Task to complete:
Reproduce the following records exactly from the line containing "subscriber already exists." onward, ending with the last line and including it.

Source records:
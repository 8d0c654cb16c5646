use tracing_subscriber::layer::SubscriberExt;
use tracing_subscriber::util::SubscriberInitExt;
use tracing_subscriber::EnvFilter;

use crate::config::LoggingConfig;

/// Install the process-wide tracing subscriber.
///
/// `RUST_LOG` overrides `config.level`. Only the first successful call in a
/// process installs anything; returns false when a subscriber already exists.
pub fn init_logging(config: &LoggingConfig) -> bool {
    let env_filter = EnvFilter::try_from_default_env().unwrap_or_else(|_| EnvFilter::new(&config.level));

    let installed = if config.json {
        tracing_subscriber::registry()
            .with(env_filter)
            .with(tracing_subscriber::fmt::layer().json().with_target(true).with_span_list(true))
            .try_init()
    } else {
        tracing_subscriber::registry()
            .with(env_filter)
            .with(tracing_subscriber::fmt::layer().with_target(true))
            .try_init()
    };
    installed.is_ok()
}

#[cfg(test)]
mod tests {
    use super::*;

    #[test]
    fn second_init_is_a_noop() {
        let config = LoggingConfig {
            enabled: true,
            level: "debug".into(),
            json: true,
        };
        // Another test may have installed one already; either way the
        // next call must not install a second subscriber.
        let _ = init_logging(&config);
        assert!(!init_logging(&config));
    }
}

Result for this exercise:
/// process installs anything; returns false when a subscriber already exists.
pub fn init_logging(config: &LoggingConfig) -> bool {
    let env_filter = EnvFilter::try_from_default_env().unwrap_or_else(|_| EnvFilter::new(&config.level));

    let installed = if config.json {
        tracing_subscriber::registry()
            .with(env_filter)
            .with(tracing_subscriber::fmt::layer().json().with_target(true).with_span_list(true))
            .try_init()
    } else {
        tracing_subscriber::registry()
            .with(env_filter)
            .with(tracing_subscriber::fmt::layer().with_target(true))
            .try_init()
    };
    installed.is_ok()
}

#[cfg(test)]
mod tests {
    use super::*;

    #[test]
    fn second_init_is_a_noop() {
        let config = LoggingConfig {
            enabled: true,
            level: "debug".into(),
            json: true,
        };
        // Another test may have installed one already; either way the
        // next call must not install a second subscriber.
        let _ = init_logging(&config);
        assert!(!init_logging(&config));
    }
}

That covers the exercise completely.